(Stored data entries)
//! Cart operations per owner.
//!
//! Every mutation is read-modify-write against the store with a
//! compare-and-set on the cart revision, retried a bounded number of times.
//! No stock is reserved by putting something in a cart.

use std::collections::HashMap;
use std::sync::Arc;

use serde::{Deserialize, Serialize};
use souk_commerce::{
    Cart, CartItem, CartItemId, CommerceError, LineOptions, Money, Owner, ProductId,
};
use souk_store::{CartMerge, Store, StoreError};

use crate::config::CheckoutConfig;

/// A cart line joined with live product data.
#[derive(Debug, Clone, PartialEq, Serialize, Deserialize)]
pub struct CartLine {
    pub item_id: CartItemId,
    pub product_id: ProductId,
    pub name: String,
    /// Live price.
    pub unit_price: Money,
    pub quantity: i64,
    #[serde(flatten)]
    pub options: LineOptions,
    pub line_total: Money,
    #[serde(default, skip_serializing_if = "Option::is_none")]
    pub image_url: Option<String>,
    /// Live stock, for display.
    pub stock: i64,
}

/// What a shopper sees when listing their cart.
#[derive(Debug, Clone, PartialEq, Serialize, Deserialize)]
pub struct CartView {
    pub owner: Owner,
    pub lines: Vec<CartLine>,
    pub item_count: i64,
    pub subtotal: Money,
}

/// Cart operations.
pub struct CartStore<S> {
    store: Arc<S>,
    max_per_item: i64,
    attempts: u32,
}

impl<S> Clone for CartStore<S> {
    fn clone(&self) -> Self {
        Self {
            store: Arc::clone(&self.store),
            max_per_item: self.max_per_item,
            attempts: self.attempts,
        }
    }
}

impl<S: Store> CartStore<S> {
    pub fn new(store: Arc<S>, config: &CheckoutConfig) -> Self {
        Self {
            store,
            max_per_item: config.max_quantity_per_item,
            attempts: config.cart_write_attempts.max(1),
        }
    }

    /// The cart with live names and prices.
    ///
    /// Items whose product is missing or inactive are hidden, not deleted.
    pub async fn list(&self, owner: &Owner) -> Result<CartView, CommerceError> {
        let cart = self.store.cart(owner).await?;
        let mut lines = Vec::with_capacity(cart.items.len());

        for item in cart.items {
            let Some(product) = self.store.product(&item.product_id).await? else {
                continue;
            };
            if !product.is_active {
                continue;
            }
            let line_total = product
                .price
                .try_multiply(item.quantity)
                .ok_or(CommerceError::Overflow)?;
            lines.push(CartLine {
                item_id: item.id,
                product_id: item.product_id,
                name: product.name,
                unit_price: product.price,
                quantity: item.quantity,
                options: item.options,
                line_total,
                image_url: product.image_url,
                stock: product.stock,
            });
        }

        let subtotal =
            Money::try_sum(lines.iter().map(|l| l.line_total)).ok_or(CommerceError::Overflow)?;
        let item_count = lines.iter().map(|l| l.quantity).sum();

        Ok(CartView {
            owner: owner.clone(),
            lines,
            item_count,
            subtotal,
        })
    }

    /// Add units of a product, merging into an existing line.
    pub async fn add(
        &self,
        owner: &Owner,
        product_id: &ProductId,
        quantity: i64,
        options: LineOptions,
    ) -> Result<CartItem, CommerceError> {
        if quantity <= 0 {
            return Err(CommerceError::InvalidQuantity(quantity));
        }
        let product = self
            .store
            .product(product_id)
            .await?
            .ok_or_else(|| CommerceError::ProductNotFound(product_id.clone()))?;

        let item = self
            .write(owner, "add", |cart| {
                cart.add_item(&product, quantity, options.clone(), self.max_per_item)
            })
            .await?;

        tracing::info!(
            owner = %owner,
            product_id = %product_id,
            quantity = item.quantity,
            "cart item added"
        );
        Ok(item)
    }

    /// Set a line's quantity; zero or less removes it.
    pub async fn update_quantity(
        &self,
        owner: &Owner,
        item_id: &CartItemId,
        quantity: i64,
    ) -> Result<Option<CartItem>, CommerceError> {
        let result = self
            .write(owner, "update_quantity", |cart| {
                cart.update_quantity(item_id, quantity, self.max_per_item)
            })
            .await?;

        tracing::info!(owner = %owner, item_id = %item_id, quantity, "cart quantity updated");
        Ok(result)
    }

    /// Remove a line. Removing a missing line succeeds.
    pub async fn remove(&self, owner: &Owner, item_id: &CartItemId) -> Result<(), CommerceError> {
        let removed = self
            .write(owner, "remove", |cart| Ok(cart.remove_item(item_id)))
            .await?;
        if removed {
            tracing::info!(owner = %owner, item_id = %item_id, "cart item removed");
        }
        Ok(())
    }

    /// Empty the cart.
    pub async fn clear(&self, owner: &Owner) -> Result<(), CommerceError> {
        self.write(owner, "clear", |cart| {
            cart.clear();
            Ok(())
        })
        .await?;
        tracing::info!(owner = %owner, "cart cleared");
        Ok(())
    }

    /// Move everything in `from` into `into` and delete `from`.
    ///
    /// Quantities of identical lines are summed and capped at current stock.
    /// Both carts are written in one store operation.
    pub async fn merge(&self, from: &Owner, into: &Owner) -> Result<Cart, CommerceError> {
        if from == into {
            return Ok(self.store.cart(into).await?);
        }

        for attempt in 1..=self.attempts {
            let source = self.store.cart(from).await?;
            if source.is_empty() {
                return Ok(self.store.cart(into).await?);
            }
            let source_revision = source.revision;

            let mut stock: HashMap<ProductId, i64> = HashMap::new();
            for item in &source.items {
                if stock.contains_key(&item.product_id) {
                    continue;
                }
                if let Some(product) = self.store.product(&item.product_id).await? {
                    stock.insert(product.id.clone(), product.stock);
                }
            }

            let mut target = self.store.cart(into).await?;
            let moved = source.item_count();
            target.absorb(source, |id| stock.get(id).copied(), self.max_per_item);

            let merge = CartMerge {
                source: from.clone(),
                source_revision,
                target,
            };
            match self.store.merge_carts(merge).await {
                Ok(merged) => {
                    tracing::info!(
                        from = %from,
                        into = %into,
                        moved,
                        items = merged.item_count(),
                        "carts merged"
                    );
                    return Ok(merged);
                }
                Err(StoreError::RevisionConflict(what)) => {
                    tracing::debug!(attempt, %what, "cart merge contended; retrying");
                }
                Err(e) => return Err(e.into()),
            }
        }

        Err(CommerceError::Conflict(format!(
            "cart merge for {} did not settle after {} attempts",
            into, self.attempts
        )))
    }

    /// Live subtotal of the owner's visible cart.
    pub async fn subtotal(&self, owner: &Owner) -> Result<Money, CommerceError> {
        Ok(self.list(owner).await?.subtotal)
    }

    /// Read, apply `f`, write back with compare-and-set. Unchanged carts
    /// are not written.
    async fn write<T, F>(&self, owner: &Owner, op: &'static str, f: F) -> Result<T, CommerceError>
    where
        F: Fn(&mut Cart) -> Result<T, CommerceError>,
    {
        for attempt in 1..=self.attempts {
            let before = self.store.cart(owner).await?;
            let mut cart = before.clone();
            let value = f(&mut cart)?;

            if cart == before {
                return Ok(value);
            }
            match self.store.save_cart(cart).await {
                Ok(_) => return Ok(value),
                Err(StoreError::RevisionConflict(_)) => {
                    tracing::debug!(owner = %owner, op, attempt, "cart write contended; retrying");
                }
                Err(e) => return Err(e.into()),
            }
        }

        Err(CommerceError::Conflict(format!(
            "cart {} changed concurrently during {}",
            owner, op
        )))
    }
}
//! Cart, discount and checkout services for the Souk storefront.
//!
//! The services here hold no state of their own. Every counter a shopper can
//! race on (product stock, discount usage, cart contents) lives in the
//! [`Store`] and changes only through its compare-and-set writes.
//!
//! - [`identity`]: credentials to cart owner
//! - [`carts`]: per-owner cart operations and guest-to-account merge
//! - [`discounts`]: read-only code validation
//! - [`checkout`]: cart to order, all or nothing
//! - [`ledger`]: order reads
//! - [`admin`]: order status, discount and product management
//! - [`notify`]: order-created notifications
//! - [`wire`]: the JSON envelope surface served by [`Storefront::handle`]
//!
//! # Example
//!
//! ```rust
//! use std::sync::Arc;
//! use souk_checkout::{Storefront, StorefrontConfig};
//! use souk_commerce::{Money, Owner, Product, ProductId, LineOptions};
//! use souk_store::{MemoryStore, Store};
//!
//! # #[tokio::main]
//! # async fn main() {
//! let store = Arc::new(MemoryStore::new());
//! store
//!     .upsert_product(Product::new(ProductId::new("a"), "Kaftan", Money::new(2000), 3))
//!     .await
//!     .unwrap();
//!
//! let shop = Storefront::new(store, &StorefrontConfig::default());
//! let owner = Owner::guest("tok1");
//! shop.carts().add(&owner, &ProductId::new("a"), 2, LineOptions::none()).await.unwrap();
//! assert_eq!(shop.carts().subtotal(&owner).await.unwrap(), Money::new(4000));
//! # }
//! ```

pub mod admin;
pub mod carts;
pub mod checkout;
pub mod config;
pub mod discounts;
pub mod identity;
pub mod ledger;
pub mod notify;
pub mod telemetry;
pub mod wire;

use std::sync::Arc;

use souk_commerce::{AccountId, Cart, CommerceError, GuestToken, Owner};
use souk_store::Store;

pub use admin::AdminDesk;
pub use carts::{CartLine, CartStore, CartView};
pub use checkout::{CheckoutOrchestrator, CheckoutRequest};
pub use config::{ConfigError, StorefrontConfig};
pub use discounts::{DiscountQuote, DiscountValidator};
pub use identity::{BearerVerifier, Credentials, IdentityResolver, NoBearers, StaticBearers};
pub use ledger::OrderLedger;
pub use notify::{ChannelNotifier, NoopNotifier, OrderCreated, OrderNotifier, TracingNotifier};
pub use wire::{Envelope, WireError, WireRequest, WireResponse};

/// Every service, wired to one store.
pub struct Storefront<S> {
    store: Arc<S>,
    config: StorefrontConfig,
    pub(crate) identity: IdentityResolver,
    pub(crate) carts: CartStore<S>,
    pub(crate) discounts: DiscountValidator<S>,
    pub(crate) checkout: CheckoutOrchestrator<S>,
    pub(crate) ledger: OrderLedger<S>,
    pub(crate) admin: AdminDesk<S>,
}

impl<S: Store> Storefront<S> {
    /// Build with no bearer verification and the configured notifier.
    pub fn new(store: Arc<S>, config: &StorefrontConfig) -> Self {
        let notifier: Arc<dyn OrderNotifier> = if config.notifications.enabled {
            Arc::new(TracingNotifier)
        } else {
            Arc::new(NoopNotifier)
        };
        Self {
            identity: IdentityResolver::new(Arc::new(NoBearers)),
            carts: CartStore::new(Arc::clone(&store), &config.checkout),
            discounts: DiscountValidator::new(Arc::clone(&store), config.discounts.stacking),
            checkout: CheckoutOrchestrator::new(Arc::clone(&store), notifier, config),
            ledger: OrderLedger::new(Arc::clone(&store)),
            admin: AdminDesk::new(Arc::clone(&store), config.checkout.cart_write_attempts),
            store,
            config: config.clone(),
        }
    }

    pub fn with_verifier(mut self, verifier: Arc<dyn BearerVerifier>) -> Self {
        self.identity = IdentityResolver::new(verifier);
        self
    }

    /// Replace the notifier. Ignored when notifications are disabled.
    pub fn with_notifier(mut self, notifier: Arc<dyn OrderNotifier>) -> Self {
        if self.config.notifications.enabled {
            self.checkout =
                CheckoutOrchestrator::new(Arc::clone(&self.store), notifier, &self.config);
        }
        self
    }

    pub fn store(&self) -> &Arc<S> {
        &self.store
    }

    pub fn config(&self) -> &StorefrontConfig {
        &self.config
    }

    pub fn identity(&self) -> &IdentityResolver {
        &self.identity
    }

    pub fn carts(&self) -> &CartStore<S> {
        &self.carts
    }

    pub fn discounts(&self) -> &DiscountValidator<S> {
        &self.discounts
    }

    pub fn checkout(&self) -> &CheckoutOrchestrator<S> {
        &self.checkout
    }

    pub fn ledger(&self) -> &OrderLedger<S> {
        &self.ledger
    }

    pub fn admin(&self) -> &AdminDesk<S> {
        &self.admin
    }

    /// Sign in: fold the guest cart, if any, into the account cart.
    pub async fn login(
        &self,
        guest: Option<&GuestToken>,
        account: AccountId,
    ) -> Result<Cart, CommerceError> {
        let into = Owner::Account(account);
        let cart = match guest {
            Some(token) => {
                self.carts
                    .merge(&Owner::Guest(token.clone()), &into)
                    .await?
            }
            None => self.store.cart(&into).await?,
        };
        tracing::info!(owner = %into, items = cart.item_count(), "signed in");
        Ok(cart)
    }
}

* * *

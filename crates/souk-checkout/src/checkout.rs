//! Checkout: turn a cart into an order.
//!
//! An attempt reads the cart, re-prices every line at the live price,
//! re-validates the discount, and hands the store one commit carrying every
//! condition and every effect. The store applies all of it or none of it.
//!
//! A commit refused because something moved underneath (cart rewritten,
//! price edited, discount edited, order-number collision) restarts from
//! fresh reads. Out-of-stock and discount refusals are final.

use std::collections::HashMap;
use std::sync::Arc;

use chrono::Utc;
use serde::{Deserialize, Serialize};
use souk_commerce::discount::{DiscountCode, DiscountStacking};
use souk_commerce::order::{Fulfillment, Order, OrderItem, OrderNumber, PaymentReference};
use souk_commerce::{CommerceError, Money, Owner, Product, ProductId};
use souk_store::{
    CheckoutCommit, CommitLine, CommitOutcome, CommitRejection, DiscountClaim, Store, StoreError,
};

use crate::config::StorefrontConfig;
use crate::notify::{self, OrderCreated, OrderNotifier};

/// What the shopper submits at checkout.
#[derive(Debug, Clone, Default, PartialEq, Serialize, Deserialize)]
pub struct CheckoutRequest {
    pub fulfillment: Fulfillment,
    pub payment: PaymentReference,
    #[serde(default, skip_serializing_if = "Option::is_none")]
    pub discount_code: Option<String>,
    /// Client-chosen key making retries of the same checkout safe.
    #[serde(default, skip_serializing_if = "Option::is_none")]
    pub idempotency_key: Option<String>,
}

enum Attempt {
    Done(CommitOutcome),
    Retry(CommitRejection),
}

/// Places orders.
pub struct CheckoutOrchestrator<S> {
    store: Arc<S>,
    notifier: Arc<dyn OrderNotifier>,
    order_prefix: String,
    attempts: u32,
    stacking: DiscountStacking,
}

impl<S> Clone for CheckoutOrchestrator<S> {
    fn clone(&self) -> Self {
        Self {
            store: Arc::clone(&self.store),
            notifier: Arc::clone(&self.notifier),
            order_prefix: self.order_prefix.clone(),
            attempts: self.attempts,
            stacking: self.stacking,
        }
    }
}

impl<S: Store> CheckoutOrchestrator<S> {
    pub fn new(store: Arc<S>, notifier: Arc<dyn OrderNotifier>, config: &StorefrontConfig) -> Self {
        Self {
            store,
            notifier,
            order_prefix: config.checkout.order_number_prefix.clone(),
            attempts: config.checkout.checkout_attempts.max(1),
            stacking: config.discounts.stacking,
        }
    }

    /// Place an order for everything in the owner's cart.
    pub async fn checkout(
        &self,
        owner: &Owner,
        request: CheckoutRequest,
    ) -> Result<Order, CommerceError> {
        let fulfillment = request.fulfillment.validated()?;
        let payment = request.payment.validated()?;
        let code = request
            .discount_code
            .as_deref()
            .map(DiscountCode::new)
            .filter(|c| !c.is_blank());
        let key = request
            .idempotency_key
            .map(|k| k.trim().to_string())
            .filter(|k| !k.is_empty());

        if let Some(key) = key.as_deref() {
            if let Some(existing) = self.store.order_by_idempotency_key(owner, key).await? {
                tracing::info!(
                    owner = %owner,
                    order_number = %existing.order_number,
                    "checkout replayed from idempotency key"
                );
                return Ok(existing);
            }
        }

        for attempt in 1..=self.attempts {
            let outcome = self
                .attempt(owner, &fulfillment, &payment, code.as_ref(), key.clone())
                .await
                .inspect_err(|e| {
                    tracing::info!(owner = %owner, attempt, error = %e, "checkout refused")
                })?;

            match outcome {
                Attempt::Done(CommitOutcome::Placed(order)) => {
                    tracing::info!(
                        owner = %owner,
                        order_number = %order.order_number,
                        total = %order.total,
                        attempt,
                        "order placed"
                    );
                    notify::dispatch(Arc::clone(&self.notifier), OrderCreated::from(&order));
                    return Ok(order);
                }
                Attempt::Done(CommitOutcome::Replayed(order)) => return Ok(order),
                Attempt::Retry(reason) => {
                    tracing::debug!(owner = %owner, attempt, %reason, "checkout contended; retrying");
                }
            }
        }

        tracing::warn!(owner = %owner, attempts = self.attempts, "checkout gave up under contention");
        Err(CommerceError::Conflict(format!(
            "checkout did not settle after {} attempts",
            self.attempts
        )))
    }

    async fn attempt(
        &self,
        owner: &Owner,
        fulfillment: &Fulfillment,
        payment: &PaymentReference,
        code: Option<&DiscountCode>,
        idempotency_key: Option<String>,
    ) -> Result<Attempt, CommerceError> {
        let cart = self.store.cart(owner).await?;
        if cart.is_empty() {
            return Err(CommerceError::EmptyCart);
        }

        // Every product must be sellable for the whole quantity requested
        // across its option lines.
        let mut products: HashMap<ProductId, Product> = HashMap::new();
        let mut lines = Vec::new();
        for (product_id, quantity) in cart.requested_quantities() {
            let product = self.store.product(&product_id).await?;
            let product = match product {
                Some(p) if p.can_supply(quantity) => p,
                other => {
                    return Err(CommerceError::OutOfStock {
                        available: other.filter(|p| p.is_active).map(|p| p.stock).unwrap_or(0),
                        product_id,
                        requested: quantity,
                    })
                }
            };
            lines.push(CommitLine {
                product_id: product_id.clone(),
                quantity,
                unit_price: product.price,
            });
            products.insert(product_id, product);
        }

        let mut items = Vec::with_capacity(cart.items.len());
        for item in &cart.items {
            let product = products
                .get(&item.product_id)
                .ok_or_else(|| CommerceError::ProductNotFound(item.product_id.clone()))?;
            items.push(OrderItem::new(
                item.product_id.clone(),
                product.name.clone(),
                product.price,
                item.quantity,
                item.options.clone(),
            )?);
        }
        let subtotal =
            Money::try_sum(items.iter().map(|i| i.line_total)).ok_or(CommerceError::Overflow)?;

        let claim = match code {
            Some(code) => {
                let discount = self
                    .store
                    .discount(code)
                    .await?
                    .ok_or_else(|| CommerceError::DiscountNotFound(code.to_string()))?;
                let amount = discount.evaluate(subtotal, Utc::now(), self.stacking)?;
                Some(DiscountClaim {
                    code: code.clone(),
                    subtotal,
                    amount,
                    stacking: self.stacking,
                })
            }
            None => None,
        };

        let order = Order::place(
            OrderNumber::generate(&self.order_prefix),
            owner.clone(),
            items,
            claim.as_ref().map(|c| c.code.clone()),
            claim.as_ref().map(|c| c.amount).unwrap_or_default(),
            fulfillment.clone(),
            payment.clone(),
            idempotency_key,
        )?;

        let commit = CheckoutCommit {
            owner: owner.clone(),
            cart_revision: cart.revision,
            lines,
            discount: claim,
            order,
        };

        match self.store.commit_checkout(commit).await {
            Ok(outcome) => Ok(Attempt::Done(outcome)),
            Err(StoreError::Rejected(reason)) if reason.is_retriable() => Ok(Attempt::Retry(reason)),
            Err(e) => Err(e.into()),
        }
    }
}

_ACTION ITEM_.
Reprint exactly the lines above that start at the one with "operations per owner." and end at the one with "pub struct CartLine", keeping both and adding none.

_EXPECTED ANSWER_.
//! Cart operations per owner.
//!
//! Every mutation is read-modify-write against the store with a
//! compare-and-set on the cart revision, retried a bounded number of times.
//! No stock is reserved by putting something in a cart.

use std::collections::HashMap;
use std::sync::Arc;

use serde::{Deserialize, Serialize};
use souk_commerce::{
    Cart, CartItem, CartItemId, CommerceError, LineOptions, Money, Owner, ProductId,
};
use souk_store::{CartMerge, Store, StoreError};

use crate::config::CheckoutConfig;

/// A cart line joined with live product data.
#[derive(Debug, Clone, PartialEq, Serialize, Deserialize)]
pub struct CartLine {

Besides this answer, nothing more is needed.